(01 Jun 2016, 10:20 pm)BusLoverMum wrote And the daft thing is that quiet routes and even areas can be turned around. What's impressed me, this week, is how busy most of the 22s we've caught have been. We don't have many more buses per hour than 12-13 years ago, when we moved here and actually fewer buses than about 5 years ago when we had the 21, 21A, 22 and 57A, but the vehicles are much, much nicer and the connectivity is much better to the places people want to visit the most (apart from the Trimdons and Sedgefield, which take over an hour to get to by 2 buses, now, rather than the previous 20-30 minutes on a single bus, which is annoying for people with family that way). I've also noticed that more fares are taken than there used to be. Was a time when most passengers towards Durham were ENCT and students.

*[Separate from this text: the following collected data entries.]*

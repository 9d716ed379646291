// Copyright (C) 2025 Ryan Daum <ryan.daum@gmail.com> This program is free
// software: you can redistribute it and/or modify it under the terms of the GNU
// General Public License as published by the Free Software Foundation, version
// 3.
//
// This program is distributed in the hope that it will be useful, but WITHOUT
// ANY WARRANTY; without even the implied warranty of MERCHANTABILITY or FITNESS
// FOR A PARTICULAR PURPOSE. See the GNU General Public License for more details.
//
// You should have received a copy of the GNU General Public License along with
// this program. If not, see <https://www.gnu.org/licenses/>.
//

use moodb_var::VarType;
use strum::{Display, FromRepr};

const BANNER_PREFIX: &str = "** LambdaMOO Database, Format Version ";
const BANNER_SUFFIX: &str = " **";

/// Database format versions, as numbered by LambdaMOO (0-4) and ToastStunt (5 onward).
#[repr(u16)]
#[derive(Debug, Eq, PartialEq, Display, Ord, PartialOrd, Copy, Clone, FromRepr, Hash)]
pub enum DbVersion {
    DbvPrehistory = 0,
    /// `try` / `except` / `finally`, and with them the CATCH and FINALLY markers.
    DbvExceptions = 1,
    DbvBreakCont = 2,
    /// FLOAT values, and a language version line on each suspended frame.
    DbvFloat = 3,
    DbvBfbugFixed = 4,
    /// ToastStunt's object layout: typed location/contents/parents/children, no linked lists.
    DbvNextGen = 5,
    DbvTaskLocal = 6,
    DbvMap = 7,
    DbvFileIo = 8,
    DbvExec = 9,
    DbvInterrupt = 10,
    DbvThis = 11,
    DbvIter = 12,
    DbvAnon = 13,
    DbvWaif = 14,
    DbvLastMove = 15,
    DbvThreaded = 16,
    DbvBool = 17,
}

/// Everything written by this crate uses this version, regardless of what was read.
pub const CURRENT_VERSION: DbVersion = DbVersion::DbvBool;

impl DbVersion {
    pub fn number(&self) -> u16 {
        *self as u16
    }

    /// Parse a version banner line, e.g. `** LambdaMOO Database, Format Version 17 **`.
    pub fn parse(banner: &str) -> Option<DbVersion> {
        let number = banner
            .trim_end()
            .strip_prefix(BANNER_PREFIX)?
            .strip_suffix(BANNER_SUFFIX)?;
        DbVersion::from_repr(number.trim().parse::<u16>().ok()?)
    }

    pub fn banner(&self) -> String {
        format!("{BANNER_PREFIX}{}{BANNER_SUFFIX}", self.number())
    }

    pub fn has_exceptions(&self) -> bool {
        *self >= DbVersion::DbvExceptions
    }

    pub fn has_language_version(&self) -> bool {
        *self >= DbVersion::DbvFloat
    }

    pub fn is_next_gen(&self) -> bool {
        *self >= DbVersion::DbvNextGen
    }

    pub fn has_task_local(&self) -> bool {
        *self >= DbVersion::DbvTaskLocal
    }

    pub fn has_maps(&self) -> bool {
        *self >= DbVersion::DbvMap
    }

    pub fn has_interrupted_tasks(&self) -> bool {
        *self >= DbVersion::DbvInterrupt
    }

    pub fn has_activation_this(&self) -> bool {
        *self >= DbVersion::DbvThis
    }

    /// Anonymous objects: the ANON tag, the anonymous object batches and the activation `vloc`
    /// slot all arrived together.
    pub fn has_anon(&self) -> bool {
        *self >= DbVersion::DbvAnon
    }

    pub fn has_waifs(&self) -> bool {
        *self >= DbVersion::DbvWaif
    }

    pub fn has_last_move(&self) -> bool {
        *self >= DbVersion::DbvLastMove
    }

    pub fn has_threaded(&self) -> bool {
        *self >= DbVersion::DbvThreaded
    }

    pub fn has_bool(&self) -> bool {
        *self >= DbVersion::DbvBool
    }

    /// Whether a value of this type may legally appear in a database of this version.
    pub fn allows(&self, vtype: VarType) -> bool {
        match vtype {
            VarType::TYPE_INT
            | VarType::TYPE_OBJ
            | VarType::TYPE_STR
            | VarType::TYPE_ERR
            | VarType::TYPE_LIST
            | VarType::TYPE_CLEAR
            | VarType::TYPE_NONE => true,
            VarType::TYPE_CATCH | VarType::TYPE_FINALLY => self.has_exceptions(),
            VarType::TYPE_FLOAT => self.has_language_version(),
            VarType::TYPE_MAP => self.has_maps(),
            VarType::TYPE_ANON => self.has_anon(),
            VarType::TYPE_WAIF => self.has_waifs(),
            VarType::TYPE_BOOL => self.has_bool(),
        }
    }
}

#[cfg(test)]
mod tests {
    use super::{CURRENT_VERSION, DbVersion};
    use moodb_var::VarType;
    use test_case::test_case;

    #[test]
    fn parse_lambda_banner() {
        assert_eq!(
            DbVersion::parse("** LambdaMOO Database, Format Version 4 **"),
            Some(DbVersion::DbvBfbugFixed)
        );
    }

    #[test]
    fn banner_round_trips() {
        let banner = CURRENT_VERSION.banner();
        assert_eq!(banner, "** LambdaMOO Database, Format Version 17 **");
        assert_eq!(DbVersion::parse(&banner), Some(CURRENT_VERSION));
    }

    #[test_case("** LambdaMOO Database, Format Version 18 **"; "unknown number")]
    #[test_case("** LambdaMOO Database, Format Version x **"; "not a number")]
    #[test_case("Moor 0.1.0, features: \"\", encoding: UTF8"; "foreign banner")]
    #[test_case(""; "empty")]
    fn rejects_bad_banners(banner: &str) {
        assert_eq!(DbVersion::parse(banner), None);
    }

    #[test_case(DbVersion::DbvPrehistory, VarType::TYPE_CATCH, false)]
    #[test_case(DbVersion::DbvExceptions, VarType::TYPE_CATCH, true)]
    #[test_case(DbVersion::DbvBreakCont, VarType::TYPE_FLOAT, false)]
    #[test_case(DbVersion::DbvFloat, VarType::TYPE_FLOAT, true)]
    #[test_case(DbVersion::DbvTaskLocal, VarType::TYPE_MAP, false)]
    #[test_case(DbVersion::DbvMap, VarType::TYPE_MAP, true)]
    #[test_case(DbVersion::DbvIter, VarType::TYPE_ANON, false)]
    #[test_case(DbVersion::DbvAnon, VarType::TYPE_WAIF, false)]
    #[test_case(DbVersion::DbvWaif, VarType::TYPE_WAIF, true)]
    #[test_case(DbVersion::DbvThreaded, VarType::TYPE_BOOL, false)]
    #[test_case(DbVersion::DbvBool, VarType::TYPE_BOOL, true)]
    fn type_gating(version: DbVersion, vtype: VarType, allowed: bool) {
        assert_eq!(version.allows(vtype), allowed);
    }
}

I think there's a vicious circle. If a route isn't very frequent, people CBA. If the service is unreliable, people really CBA (particularly if it means they run the risk of a £15 taxi fare if they need to be home for a certain time and the hourly bus is a no show). The 22 was both of those before it went twice hourly, swapped over to finishing in Sunderland instead of Hartlepool and then got the Sapphire streetlites. People actually quite like using it, now. I don't know what ANE's figures are for the first year of being a Sapphire route, but there has to have been at least a 50% increase in usage.
I may be wrong but I remember reading something about Arriva and DCC working together in when the budget cuts came about to find solutions so cuts would have less impact. The Hartlepool case was a total breakdown of communication.

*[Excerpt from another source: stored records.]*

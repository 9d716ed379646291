// Copyright (C) 2025 Ryan Daum <ryan.daum@gmail.com> This program is free
// software: you can redistribute it and/or modify it under the terms of the GNU
// General Public License as published by the Free Software Foundation, version
// 3.
//
// This program is distributed in the hope that it will be useful, but WITHOUT
// ANY WARRANTY; without even the implied warranty of MERCHANTABILITY or FITNESS
// FOR A PARTICULAR PURPOSE. See the GNU General Public License for more details.
//
// You should have received a copy of the GNU General Public License along with
// this program. If not, see <https://www.gnu.org/licenses/>.
//

use crate::{Objid, VarType, error_name, format_float};
use std::fmt::{Display, Formatter};

/// Index of a waif in the database's waif table.
#[derive(Clone, Copy, Debug, Eq, PartialEq, Ord, PartialOrd, Hash)]
pub struct WaifRef(pub usize);

/// A textdump value.
///
/// Several variants carry a plain integer payload (`Obj`, `Err`, `Catch`, `Finally`, `Anon`). They
/// are distinct because the type tag written before them differs, and the tag is the only thing
/// that tells them apart once they are on disk.
#[derive(Clone, Debug, PartialEq)]
pub enum Var {
    Int(i64),
    Bool(bool),
    Float(f64),
    Str(String),
    Obj(Objid),
    Err(i64),
    /// `_CATCH` marker, only seen on the value stacks of suspended tasks.
    Catch(i64),
    /// `_FINALLY` marker, only seen on the value stacks of suspended tasks.
    Finally(i64),
    List(Vec<Var>),
    /// Association list, kept in the order it was read.
    Map(Vec<(Var, Var)>),
    Anon(i64),
    Waif(WaifRef),
    /// A property value that is inherited from the parent ("clear").
    Clear,
    None,
}

impl Var {
    pub fn type_tag(&self) -> VarType {
        match self {
            Var::Int(_) => VarType::TYPE_INT,
            Var::Bool(_) => VarType::TYPE_BOOL,
            Var::Float(_) => VarType::TYPE_FLOAT,
            Var::Str(_) => VarType::TYPE_STR,
            Var::Obj(_) => VarType::TYPE_OBJ,
            Var::Err(_) => VarType::TYPE_ERR,
            Var::Catch(_) => VarType::TYPE_CATCH,
            Var::Finally(_) => VarType::TYPE_FINALLY,
            Var::List(_) => VarType::TYPE_LIST,
            Var::Map(_) => VarType::TYPE_MAP,
            Var::Anon(_) => VarType::TYPE_ANON,
            Var::Waif(_) => VarType::TYPE_WAIF,
            Var::Clear => VarType::TYPE_CLEAR,
            Var::None => VarType::TYPE_NONE,
        }
    }

    /// Short name of the variant, used when reporting type mismatches and for ordering map keys.
    pub fn type_name(&self) -> &'static str {
        match self {
            Var::Int(_) => "int",
            Var::Bool(_) => "bool",
            Var::Float(_) => "float",
            Var::Str(_) => "str",
            Var::Obj(_) => "obj",
            Var::Err(_) => "err",
            Var::Catch(_) => "catch",
            Var::Finally(_) => "finally",
            Var::List(_) => "list",
            Var::Map(_) => "map",
            Var::Anon(_) => "anon",
            Var::Waif(_) => "waif",
            Var::Clear => "clear",
            Var::None => "none",
        }
    }

}

impl Display for Var {
    fn fmt(&self, f: &mut Formatter<'_>) -> std::fmt::Result {
        match self {
            Var::Int(i) => write!(f, "{i}"),
            Var::Bool(b) => write!(f, "{b}"),
            Var::Float(fl) => write!(f, "{}", format_float(*fl)),
            Var::Str(s) => {
                write!(f, "\"")?;
                for c in s.chars() {
                    match c {
                        '"' | '\\' => write!(f, "\\{c}")?,
                        c => write!(f, "{c}")?,
                    }
                }
                write!(f, "\"")
            }
            Var::Obj(o) => write!(f, "{o}"),
            Var::Err(e) => match error_name(*e) {
                Some(name) => write!(f, "{name}"),
                None => write!(f, "E_#{e}"),
            },
            Var::Catch(c) => write!(f, "_CATCH({c})"),
            Var::Finally(c) => write!(f, "_FINALLY({c})"),
            Var::List(l) => {
                write!(f, "{{")?;
                for (i, v) in l.iter().enumerate() {
                    if i > 0 {
                        write!(f, ", ")?;
                    }
                    write!(f, "{v}")?;
                }
                write!(f, "}}")
            }
            Var::Map(m) => {
                write!(f, "[")?;
                for (i, (k, v)) in m.iter().enumerate() {
                    if i > 0 {
                        write!(f, ", ")?;
                    }
                    write!(f, "{k} -> {v}")?;
                }
                write!(f, "]")
            }
            Var::Anon(a) => write!(f, "*anonymous*#{a}"),
            Var::Waif(w) => write!(f, "<waif {}>", w.0),
            Var::Clear => write!(f, "clear"),
            Var::None => write!(f, "none"),
        }
    }
}

pub fn v_int(i: i64) -> Var {
    Var::Int(i)
}

pub fn v_bool(b: bool) -> Var {
    Var::Bool(b)
}

pub fn v_float(f: f64) -> Var {
    Var::Float(f)
}

pub fn v_str(s: &str) -> Var {
    Var::Str(s.to_string())
}

pub fn v_obj(id: i64) -> Var {
    Var::Obj(Objid(id))
}

pub fn v_err(code: i64) -> Var {
    Var::Err(code)
}

pub fn v_catch(n: i64) -> Var {
    Var::Catch(n)
}

pub fn v_finally(n: i64) -> Var {
    Var::Finally(n)
}

pub fn v_list(l: &[Var]) -> Var {
    Var::List(l.to_vec())
}

pub fn v_empty_list() -> Var {
    Var::List(vec![])
}

pub fn v_map(pairs: &[(Var, Var)]) -> Var {
    Var::Map(pairs.to_vec())
}

pub fn v_empty_map() -> Var {
    Var::Map(vec![])
}

pub fn v_anon(id: i64) -> Var {
    Var::Anon(id)
}

pub fn v_waif(index: usize) -> Var {
    Var::Waif(WaifRef(index))
}

pub fn v_clear() -> Var {
    Var::Clear
}

pub fn v_none() -> Var {
    Var::None
}
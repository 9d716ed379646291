// Copyright (C) 2025 Ryan Daum <ryan.daum@gmail.com> This program is free
// software: you can redistribute it and/or modify it under the terms of the GNU
// General Public License as published by the Free Software Foundation, version
// 3.
//
// This program is distributed in the hope that it will be useful, but WITHOUT
// ANY WARRANTY; without even the implied warranty of MERCHANTABILITY or FITNESS
// FOR A PARTICULAR PURPOSE. See the GNU General Public License for more details.
//
// You should have received a copy of the GNU General Public License along with
// this program. If not, see <https://www.gnu.org/licenses/>.
//

//! The set of value types that can be stored in a LambdaMOO / ToastStunt textdump.

mod error;
mod float;
mod obj;
#[allow(clippy::module_inception)]
mod var;

pub use error::{ERROR_NAMES, error_name};
pub use float::{FLOAT_DIGITS, floats_close, format_float};
pub use obj::{NOTHING, Objid};
pub use var::{
    Var, WaifRef, v_anon, v_bool, v_catch, v_clear, v_empty_list, v_empty_map, v_err, v_finally,
    v_float, v_int, v_list, v_map, v_none, v_obj, v_str, v_waif,
};

use strum::{Display, FromRepr};

/// Integer encoding of values as represented in a textdump. These are on-disk constants and must
/// never change.
#[repr(u8)]
#[derive(Clone, Copy, Debug, Eq, PartialEq, Ord, PartialOrd, Hash, FromRepr, Display)]
#[allow(non_camel_case_types)]
pub enum VarType {
    TYPE_INT = 0,
    TYPE_OBJ = 1,
    TYPE_STR = 2,
    TYPE_ERR = 3,
    TYPE_LIST = 4,
    TYPE_CLEAR = 5,
    TYPE_NONE = 6,
    TYPE_CATCH = 7,
    TYPE_FINALLY = 8,
    TYPE_FLOAT = 9,
    TYPE_MAP = 10,
    // 11 was ToastStunt's map iterator, which is never persisted.
    TYPE_ANON = 12,
    TYPE_WAIF = 13,
    TYPE_BOOL = 14,
}

impl VarType {
    /// Map a tag as read from disk. Anything outside the table (including 11) is `None`.
    pub fn from_tag(tag: i64) -> Option<Self> {
        u8::try_from(tag).ok().and_then(VarType::from_repr)
    }

    pub fn tag(&self) -> i64 {
        *self as u8 as i64
    }
}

Since the DB takeover Arriva seem to be successfully embracing the commercialisation of the bus industry by making their product more appealing in both the vehicles used and places served. Stagecoach's way forward, it seems, is cost saving focused.
In fairness, Stagecoach are up against it in some respects. Where the bus is the only option for many people in the well spaced villages of Durham, in Hartlepool it's often cheaper for 2 people to share a taxi to town rather than single bus fares.
6 years into the cuts, it could be too far gone for Hartlepool. A whole generation of youngsters have now been brought up with a bare-bones service that driving will seem the only option for them. New estates have been and are being developed with no consideration for buses and therefore only car owners will live there and there will never be a need for a service.
I know when my family wanted to move from Throston Grange to Seaton Carew, the ability for my Mam to be able to get us on a bus was a factor. I worry families in the same situation now will feel stuck.